さらに「V2H充放電設備・外部給電器補助金」は、EVから家庭や外部機器へ給電する設備への補助で、令和8年4月時点では現行国補助の次回公募は未公表です。
自治体独自の補助制度もありますが、筆者が住む市には戸建て向けの充電設備補助はありません。
東京都のように充電コンセントに定額10万円/基を上乗せするような手厚い制度があれば判断も変わりますが、多くの地域ではそこまでの制度はないのが実情です。
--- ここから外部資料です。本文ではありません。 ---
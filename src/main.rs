//! Dubline - video localization pipeline
//!
//! Entry point for the CLI and the HTTP service.

use anyhow::Result;
use async_trait::async_trait;
use clap::Parser;
use indicatif::{ProgressBar, ProgressStyle};
use tracing::{info, warn, Level};
use tracing_appender::{non_blocking, rolling};
use tracing_subscriber::{fmt, layer::SubscriberExt, util::SubscriberInitExt, EnvFilter};
use uuid::Uuid;

use dubline::cli::{Args, Commands};
use dubline::config::Config;
use dubline::error::DublineError;
use dubline::media::MediaProcessorFactory;
use dubline::notify::Mailer;
use dubline::pipeline::{DubRequest, Pipeline, Stage, StageListener};
use dubline::server;
use dubline::summarize::Summarizer;
use dubline::transcribe::TranscriberFactory;
use dubline::workspace::RunWorkspace;

/// Logs stage transitions and draws a bar during synthesis
struct ConsoleListener;

#[async_trait]
impl StageListener for ConsoleListener {
    async fn on_stage(&self, stage: Stage) {
        info!("▶ {}", stage);
    }

    fn segment_progress(&self, total: usize) -> Option<ProgressBar> {
        let pb = ProgressBar::new(total as u64);
        if let Ok(style) = ProgressStyle::default_bar()
            .template("{spinner:.green} [{elapsed_precise}] [{bar:40.cyan/blue}] {pos}/{len} segments ({eta})")
        {
            pb.set_style(style.progress_chars("#>-"));
        }
        Some(pb)
    }
}

#[tokio::main]
async fn main() -> Result<()> {
    // Parse command line arguments
    let args = Args::parse();

    // Setup logging to both console and file
    setup_logging(args.verbose)?;

    let mut config = Config::load(args.config.as_deref())?;

    match args.command {
        Commands::Serve { port } => {
            if let Some(port) = port {
                config.server.port = port;
            }
            info!("Starting Dubline server");
            server::serve(config).await?;
        }
        Commands::Process {
            url,
            language,
            voice,
            burn_subtitles,
            email,
        } => {
            config.media.burn_subtitles |= burn_subtitles;
            let mailer = match &email {
                Some(_) => Some(Mailer::new(config.mail.clone())?),
                None => None,
            };

            let pipeline = Pipeline::from_config(&config)?;
            for version in pipeline.check_dependencies().await? {
                info!("Found {}", version);
            }

            let workspace = RunWorkspace::create(&config.workspace.root, Uuid::new_v4()).await?;
            let request = DubRequest { url, language, voice };
            let outcome = pipeline.run(&request, &workspace, &ConsoleListener).await?;

            for warning in &outcome.warnings {
                warn!("{}", warning);
            }
            println!(
                "\nRun {} ({} segments, {:.1}s dubbed audio):",
                outcome.run_id,
                outcome.segments.len(),
                outcome.track_duration.as_secs_f64()
            );
            for artifact in &outcome.artifacts {
                println!("  {:<16} {}", format!("{:?}", artifact.kind), artifact.path.display());
            }

            if let (Some(recipient), Some(mailer)) = (email.as_deref(), mailer) {
                mailer.send(recipient, &outcome.deliverables()).await?;
            }
        }
        Commands::Summarize { url, language } => {
            let summarizer = Summarizer::from_config(&config)?;
            let workspace = RunWorkspace::create(&config.workspace.root, Uuid::new_v4()).await?;
            let result = summarizer
                .summarize(&url, language.as_deref(), &workspace, &ConsoleListener)
                .await;
            if !config.workspace.keep_artifacts {
                workspace.cleanup().await?;
            }
            println!("\n{}", result?);
        }
        Commands::Extract { input, output } => {
            info!("Extracting audio from: {}", input.display());
            let media = MediaProcessorFactory::create_processor(config.media.clone());
            media.extract_audio(&input, &output).await?;
        }
        Commands::Transcribe { input, output, language } => {
            info!("Transcribing audio: {}", input.display());
            if language.is_some() {
                config.transcriber.language = language;
            }
            let transcriber = TranscriberFactory::create_default(config.transcriber.clone());
            let transcript = transcriber.transcribe(&input).await?;
            tokio::fs::write(&output, serde_json::to_string_pretty(&transcript)?).await?;
            info!("Wrote {} segments to {}", transcript.len(), output.display());
        }
        Commands::InitConfig { output, force } => {
            if output.exists() && !force {
                return Err(DublineError::Config(format!(
                    "{} already exists (use --force to overwrite)",
                    output.display()
                ))
                .into());
            }
            Config::default().save_to_file(&output)?;
            println!("Wrote default configuration to {}", output.display());
        }
    }

    Ok(())
}

/// Setup logging to both console and file
fn setup_logging(verbose: bool) -> Result<()> {
    // Create log directory
    let dubline_dir = std::env::current_dir()?.join(".dubline");
    let log_dir = dubline_dir.join("log");
    std::fs::create_dir_all(&log_dir)?;

    // Set up file appender with daily rotation
    let file_appender = rolling::daily(&log_dir, "dubline.log");
    let (non_blocking_file, _guard) = non_blocking(file_appender);
    // Keep the guard alive for the duration of the program
    std::mem::forget(_guard);

    let log_level = if verbose { Level::DEBUG } else { Level::INFO };

    let console_layer = fmt::layer()
        .with_target(false)
        .with_thread_ids(true)
        .with_file(true)
        .with_line_number(true);

    let file_layer = fmt::layer()
        .with_writer(non_blocking_file)
        .with_target(false)
        .with_thread_ids(true)
        .with_file(true)
        .with_line_number(true)
        .with_ansi(false); // No ANSI colors in file

    tracing_subscriber::registry()
        .with(EnvFilter::from_default_env().add_directive(log_level.into()))
        .with(console_layer)
        .with(file_layer)
        .try_init()
        .map_err(|e| anyhow::anyhow!("Failed to initialize logging: {}", e))?;

    info!(
        "Logging initialized - console: {}, file: {}",
        log_level,
        log_dir.join("dubline.log").display()
    );

    Ok(())
}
そして車両購入時の「CEV補助金」は、今回のコンセント補助金と併用可能です。
車両の補助金はしっかり受け取り、コンセントは自費で最適なものを選ぶ。これも合理的な選択肢の一つです。

まとめ:補助金は「目的」ではなく「手段」
補助金は、使うことそのものが目的ではありません。
自分の暮らしを最適化するための、一つの選択肢にすぎないのです。
私は補助金を使わない選択をしました。
補助金を使えば5万円安くなったかもしれませんが、見た目が好みな充電器、納車後すぐに充電できる環境、将来のアップグレードの自由、手続き時間の節約という「見えない価値」を買ったと考えています。
補助金を受け取ること自体が悪いのではありません。
しかし、「もらえるから申請する」ではなく、「自分の計画に合うから申請する」という順序を守ることが、最終的な満足度を決めるのだと思います。
EVは10年、15年と付き合う買い物です。
その充電環境を、たった5万円のために5年間ロックするのか。納車直後の1~2か月を、充電スタンド巡りで過ごすのか。一度、ご自身の時間価値と照らし合わせて考えてみてください。
補助金の存在は知っておく。
でも、使うかどうかは冷静に選ぶ必要はありますね。